- **AIM OF THE EXERCISE**: Exactly the lines from the opening of the records through the line containing "let mut aliases = HashMap::new();" should be copied, with both included.

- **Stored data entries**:
//! Which outputs an account can unlock at a given moment.

use std::collections::{HashMap, HashSet};

use tessera_store::{AccountRecord, OutputRecord};
use tessera_types::{Address, AliasId, Bip44, NftId, Output, OutputId, Timestamp};

/// Alias and NFT chains can own each other; resolution stops after this many hops.
const MAX_CHAIN_DEPTH: usize = 8;

/// The addresses an account controls: its derived ed25519 addresses plus
/// the alias and NFT chains it currently holds.
pub struct Ownership<'a> {
    account: &'a AccountRecord,
    aliases: HashMap<AliasId, &'a OutputRecord>,
    nfts: HashMap<NftId, &'a OutputRecord>,
}

/// The key that ultimately unlocks an output.
#[derive(Clone, Copy, Debug, PartialEq, Eq)]
pub struct Signer {
    pub chain: Bip44,
    /// Set when the output is owned by an alias or NFT address.
    pub via_chain: Option<Address>,
}

impl<'a> Ownership<'a> {
    pub fn new(account: &'a AccountRecord, unspent: &'a [OutputRecord]) -> Self {
        let mut aliases = HashMap::new();
        let mut nfts = HashMap::new();
        for record in unspent.iter().filter(|r| !r.is_spent) {
            if let Some(id) = record.output.alias_id(&record.output_id) {
                aliases.insert(id, record);
            }
            if let Some(id) = record.output.nft_id(&record.output_id) {
                nfts.insert(id, record);
            }
        }
        Self {
            account,
            aliases,
            nfts,
        }
    }

    pub fn owns(&self, address: &Address) -> bool {
        match address {
            Address::Ed25519(_) => self.account.owns(address),
            Address::Alias(id) => self.aliases.contains_key(id),
            Address::Nft(id) => self.nfts.contains_key(id),
        }
    }

    /// The chain output holding `address`, if it is an alias or NFT we hold.
    pub fn controller(&self, address: &Address) -> Option<&'a OutputRecord> {
        match address {
            Address::Ed25519(_) => None,
            Address::Alias(id) => self.aliases.get(id).copied(),
            Address::Nft(id) => self.nfts.get(id).copied(),
        }
    }

    /// Resolve the key that unlocks `output` at `now`.
    ///
    /// Outputs owned by an alias or NFT resolve through the chain output
    /// holding it, which must itself be unlockable and not `unavailable`.
    pub fn signer(&self, output: &Output, now: Timestamp, unavailable: &Unavailable) -> Option<Signer> {
        let mut owner = *output.unlock_conditions().owner_at(now)?;
        let via_chain = (!matches!(owner, Address::Ed25519(_))).then_some(owner);
        for _ in 0..MAX_CHAIN_DEPTH {
            let Some(controller) = self.controller(&owner) else {
                return self.account.chain_of(&owner).map(|chain| Signer { chain, via_chain });
            };
            let conditions = controller.output.unlock_conditions();
            if unavailable.contains(&controller.output_id) || conditions.is_time_locked(now) {
                return None;
            }
            owner = *conditions.owner_at(now)?;
        }
        None
    }

    /// Whether `output` can be spent at `now` with no claim to settle.
    ///
    /// The owner at `now` must be ours and any timelock must have passed. A
    /// storage deposit return makes the output claimable but not freely
    /// spendable until it expires back to us.
    pub fn can_spend(&self, output: &Output, now: Timestamp) -> bool {
        let conditions = output.unlock_conditions();
        let Some(owner) = conditions.owner_at(now) else {
            return false;
        };
        if !self.owns(owner) || conditions.is_time_locked(now) {
            return false;
        }
        conditions.is_expired(now) || conditions.storage_deposit_return().is_none()
    }

    /// Whether `output` can be consumed now by returning its storage deposit.
    pub fn can_claim(&self, output: &Output, now: Timestamp) -> bool {
        let conditions = output.unlock_conditions();
        let Some(owner) = conditions.owner_at(now) else {
            return false;
        };
        self.owns(owner) && !conditions.is_time_locked(now)
    }

    /// Whether `output` carries conditions that may lock it now or later.
    pub fn is_conditional(output: &Output) -> bool {
        let conditions = output.unlock_conditions();
        conditions.storage_deposit_return().is_some()
            || conditions.expiration().is_some()
            || conditions.timelock().is_some()
    }
}

/// Outputs that must not be selected: reserved by an in-flight send or
/// consumed by a pending transaction.
#[derive(Clone, Debug, Default)]
pub struct Unavailable {
    pub reserved: HashSet<OutputId>,
    pub pending_spent: HashSet<OutputId>,
}

impl Unavailable {
    pub fn contains(&self, output_id: &OutputId) -> bool {
        self.reserved.contains(output_id) || self.pending_spent.contains(output_id)
    }
}

#[cfg(test)]
mod tests {
    use super::*;
    use tessera_store::AccountAddress;
    use tessera_types::{BasicOutput, TransactionId, UnlockCondition};

    fn ours() -> Address {
        Address::Ed25519([1u8; 32])
    }

    fn theirs() -> Address {
        Address::Ed25519([2u8; 32])
    }

    fn account() -> AccountRecord {
        let mut record = AccountRecord::new(0, "main".into(), 1);
        record.public_addresses.push(AccountAddress {
            address: ours().to_bech32("tst").unwrap(),
            key_index: 0,
            internal: false,
            used: false,
        });
        record
    }

    fn basic(address: Address, conditions: Vec<UnlockCondition>) -> Output {
        let mut output = BasicOutput::new(1_000_000, address);
        for condition in conditions {
            output = output.with_unlock_condition(condition).unwrap();
        }
        Output::Basic(output)
    }

    #[test]
    fn plain_owned_output_is_spendable() {
        let record = account();
        let ownership = Ownership::new(&record, &[]);
        assert!(ownership.can_spend(&basic(ours(), vec![]), Timestamp::new(0)));
        assert!(!ownership.can_spend(&basic(theirs(), vec![]), Timestamp::new(0)));
    }

    #[test]
    fn timelock_blocks_until_elapsed() {
        let record = account();
        let ownership = Ownership::new(&record, &[]);
        let output = basic(
            ours(),
            vec![UnlockCondition::Timelock {
                timestamp: Timestamp::new(100),
            }],
        );
        assert!(!ownership.can_spend(&output, Timestamp::new(99)));
        assert!(ownership.can_spend(&output, Timestamp::new(100)));
    }

    #[test]
    fn storage_deposit_return_needs_claim_until_expiry() {
        let record = account();
        let ownership = Ownership::new(&record, &[]);
        let output = basic(
            ours(),
            vec![
                UnlockCondition::StorageDepositReturn {
                    return_address: theirs(),
                    amount: 50_000,
                },
                UnlockCondition::Expiration {
                    return_address: theirs(),
                    timestamp: Timestamp::new(500),
                },
            ],
        );
        assert!(!ownership.can_spend(&output, Timestamp::new(10)));
        assert!(ownership.can_claim(&output, Timestamp::new(10)));
        assert!(!ownership.can_claim(&output, Timestamp::new(500)));
    }

    #[test]
    fn expired_output_returns_to_us() {
        let record = account();
        let ownership = Ownership::new(&record, &[]);
        let output = basic(
            theirs(),
            vec![UnlockCondition::Expiration {
                return_address: ours(),
                timestamp: Timestamp::new(500),
            }],
        );
        assert!(!ownership.can_spend(&output, Timestamp::new(499)));
        assert!(ownership.can_spend(&output, Timestamp::new(500)));
    }

    #[test]
    fn held_alias_owns_its_address() {
        let record = account();
        let alias_output_id = OutputId::new(TransactionId::new([5u8; 32]), 0);
        let alias = OutputRecord {
            output_id: alias_output_id,
            output: Output::Alias(tessera_types::AliasOutput::new(100, ours(), ours())),
            address: ours(),
            chain: None,
            is_spent: false,
            spent_by: None,
            remainder: false,
            network_id: 1,
            booked_at: Timestamp::new(0),
        };
        let ownership = Ownership::new(&record, std::slice::from_ref(&alias));
        assert!(ownership.owns(&Address::Alias(AliasId::from_output_id(&alias_output_id))));
        assert!(!ownership.owns(&Address::Alias(AliasId::new([9u8; 32]))));
    }

    fn alias_record(n: u8, controller: Address) -> OutputRecord {
        OutputRecord {
            output_id: OutputId::new(TransactionId::new([n; 32]), 0),
            output: Output::Alias(tessera_types::AliasOutput::new(100, controller, controller)),
            address: controller,
            chain: None,
            is_spent: false,
            spent_by: None,
            remainder: false,
            network_id: 1,
            booked_at: Timestamp::new(0),
        }
    }

    #[test]
    fn alias_owned_output_signs_with_the_state_controller() {
        let record = account();
        let alias = alias_record(5, ours());
        let alias_address = Address::Alias(AliasId::from_output_id(&alias.output_id));
        let unspent = [alias];
        let ownership = Ownership::new(&record, &unspent);
        let output = basic(alias_address, vec![]);

        let signer = ownership
            .signer(&output, Timestamp::new(0), &Unavailable::default())
            .unwrap();
        assert_eq!(Some(signer.chain), record.chain_of(&ours()));
        assert_eq!(signer.via_chain, Some(alias_address));

        // A reserved alias cannot unlock what it owns.
        let mut unavailable = Unavailable::default();
        unavailable.reserved.insert(unspent[0].output_id);
        assert!(ownership.signer(&output, Timestamp::new(0), &unavailable).is_none());
    }

    #[test]
    fn foreign_controller_yields_no_signer() {
        let record = account();
        let alias = alias_record(6, theirs());
        let alias_address = Address::Alias(AliasId::from_output_id(&alias.output_id));
        let unspent = [alias];
        let ownership = Ownership::new(&record, &unspent);
        let output = basic(alias_address, vec![]);
        assert!(ownership
            .signer(&output, Timestamp::new(0), &Unavailable::default())
            .is_none());
    }

    #[test]
    fn unavailable_covers_both_sets() {
        let a = OutputId::new(TransactionId::new([1u8; 32]), 0);
        let b = OutputId::new(TransactionId::new([2u8; 32]), 0);
        let mut unavailable = Unavailable::default();
        unavailable.reserved.insert(a);
        unavailable.pending_spent.insert(b);
        assert!(unavailable.contains(&a));
        assert!(unavailable.contains(&b));
        assert!(!unavailable.contains(&OutputId::new(TransactionId::new([3u8; 32]), 0)));
    }
}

- **SOLUTION TO THIS EXERCISE**:
//! Which outputs an account can unlock at a given moment.

use std::collections::{HashMap, HashSet};

use tessera_store::{AccountRecord, OutputRecord};
use tessera_types::{Address, AliasId, Bip44, NftId, Output, OutputId, Timestamp};

/// Alias and NFT chains can own each other; resolution stops after this many hops.
const MAX_CHAIN_DEPTH: usize = 8;

/// The addresses an account controls: its derived ed25519 addresses plus
/// the alias and NFT chains it currently holds.
pub struct Ownership<'a> {
    account: &'a AccountRecord,
    aliases: HashMap<AliasId, &'a OutputRecord>,
    nfts: HashMap<NftId, &'a OutputRecord>,
}

/// The key that ultimately unlocks an output.
#[derive(Clone, Copy, Debug, PartialEq, Eq)]
pub struct Signer {
    pub chain: Bip44,
    /// Set when the output is owned by an alias or NFT address.
    pub via_chain: Option<Address>,
}

impl<'a> Ownership<'a> {
    pub fn new(account: &'a AccountRecord, unspent: &'a [OutputRecord]) -> Self {
        let mut aliases = HashMap::new();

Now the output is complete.